• TASK BRIEF:
Filter the entries below, keeping only lines with the word "usize".

(Records excerpted from a collection)

____________

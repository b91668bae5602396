//! Timer clock dividers and the band rule that picks them.

use crate::config::ConfigError;

/// Upper bound (exclusive) for coarse ticks in one drive cycle.
///
/// Keeps the fine-divider budget of a cycle small enough for the 8-bit
/// reload arithmetic.
pub const MAX_CYCLE_TICKS: u32 = 128;

/// Clock divider of the display timer
#[derive(Debug, Clone, Copy, PartialEq, Eq)]
#[cfg_attr(feature = "defmt", derive(defmt::Format))]
pub enum Prescaler {
    Div1,
    Div8,
    Div32,
    Div64,
    Div128,
    Div256,
    Div1024,
}

impl Prescaler {
    /// Division factor applied to the CPU clock
    pub const fn divisor(self) -> u32 {
        1 << self.shift()
    }

    /// Base-two logarithm of the divisor
    pub const fn shift(self) -> u32 {
        match self {
            Self::Div1 => 0,
            Self::Div8 => 3,
            Self::Div32 => 5,
            Self::Div64 => 6,
            Self::Div128 => 7,
            Self::Div256 => 8,
            Self::Div1024 => 10,
        }
    }
}

/// Fine divider for lit planes and coarse divider for the off interval
#[derive(Debug, Clone, Copy, PartialEq, Eq)]
#[cfg_attr(feature = "defmt", derive(defmt::Format))]
pub struct PrescalerPair {
    pub fine: Prescaler,
    pub coarse: Prescaler,
}

impl PrescalerPair {
    const fn new(fine: Prescaler, coarse: Prescaler) -> Self {
        Self { fine, coarse }
    }

    /// How many bits one coarse tick is wider than a fine tick
    pub const fn shift(self) -> u32 {
        self.coarse.shift() - self.fine.shift()
    }
}

const TIMER2_BANDS: [PrescalerPair; 6] = [
    PrescalerPair::new(Prescaler::Div1, Prescaler::Div8),
    PrescalerPair::new(Prescaler::Div8, Prescaler::Div32),
    PrescalerPair::new(Prescaler::Div8, Prescaler::Div64),
    PrescalerPair::new(Prescaler::Div32, Prescaler::Div128),
    PrescalerPair::new(Prescaler::Div32, Prescaler::Div256),
    PrescalerPair::new(Prescaler::Div128, Prescaler::Div1024),
];

const TIMER1_BANDS: [PrescalerPair; 4] = [
    PrescalerPair::new(Prescaler::Div1, Prescaler::Div8),
    PrescalerPair::new(Prescaler::Div8, Prescaler::Div64),
    PrescalerPair::new(Prescaler::Div64, Prescaler::Div256),
    PrescalerPair::new(Prescaler::Div256, Prescaler::Div1024),
];

/// Family of the hardware timer that paces the display
#[derive(Debug, Clone, Copy, PartialEq, Eq)]
#[cfg_attr(feature = "defmt", derive(defmt::Format))]
pub enum TimerFamily {
    /// 8-bit Timer2 with overflow interrupt (ATmega8/48/88/168/328/1280/2560)
    Timer2,
    /// 16-bit Timer1 in CTC mode with compare value 256 (ATmega32U4)
    Timer1,
}

impl TimerFamily {
    /// Divider pairs in ascending clock order
    pub const fn bands(self) -> &'static [PrescalerPair] {
        match self {
            Self::Timer2 => &TIMER2_BANDS,
            Self::Timer1 => &TIMER1_BANDS,
        }
    }

    /// Clock-select bits for the timer control register
    ///
    /// Returns `None` for dividers the timer does not have.
    pub const fn clock_select(self, prescaler: Prescaler) -> Option<u8> {
        match (self, prescaler) {
            (_, Prescaler::Div1) => Some(0b001),
            (_, Prescaler::Div8) => Some(0b010),
            (Self::Timer2, Prescaler::Div32) => Some(0b011),
            (Self::Timer2, Prescaler::Div64) => Some(0b100),
            (Self::Timer2, Prescaler::Div128) => Some(0b101),
            (Self::Timer2, Prescaler::Div256) => Some(0b110),
            (Self::Timer2, Prescaler::Div1024) => Some(0b111),
            (Self::Timer1, Prescaler::Div64) => Some(0b011),
            (Self::Timer1, Prescaler::Div256) => Some(0b100),
            (Self::Timer1, Prescaler::Div1024) => Some(0b101),
            (Self::Timer1, Prescaler::Div32 | Prescaler::Div128) => None,
        }
    }

    /// Pick the first band whose coarse divider keeps a drive cycle below
    /// [`MAX_CYCLE_TICKS`].
    pub const fn select(
        self,
        clock_hz: u32,
        frame_rate_hz: u32,
        cycles: usize,
    ) -> Result<PrescalerPair, ConfigError> {
        let bands = self.bands();
        let mut i = 0;
        while i < bands.len() {
            if (clock_hz as u64) < band_cutoff(bands[i].coarse, frame_rate_hz, cycles) {
                return Ok(bands[i]);
            }
            i += 1;
        }
        Err(ConfigError::FrameRateTooLow {
            clock_hz,
            frame_rate_hz,
        })
    }
}

/// Lowest clock frequency that no longer fits a band with this coarse divider
pub const fn band_cutoff(coarse: Prescaler, frame_rate_hz: u32, cycles: usize) -> u64 {
    let cycles = cycles as u64;
    (MAX_CYCLE_TICKS as u64 * cycles - cycles / 2) * frame_rate_hz as u64 * coarse.divisor() as u64
}

/// Coarse ticks available to one drive cycle, rounded to nearest
pub const fn cycle_ticks(clock_hz: u32, frame_rate_hz: u32, cycles: usize, coarse: Prescaler) -> u32 {
    let per_cycle = cycles as u64 * frame_rate_hz as u64 * coarse.divisor() as u64;
    if per_cycle == 0 {
        return 0;
    }
    ((clock_hz as u64 + per_cycle / 2) / per_cycle) as u32
}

____________

• SOLUTION FOR THIS PROBLEM:
        cycles: usize,
pub const fn band_cutoff(coarse: Prescaler, frame_rate_hz: u32, cycles: usize) -> u64 {
pub const fn cycle_ticks(clock_hz: u32, frame_rate_hz: u32, cycles: usize, coarse: Prescaler) -> u32 {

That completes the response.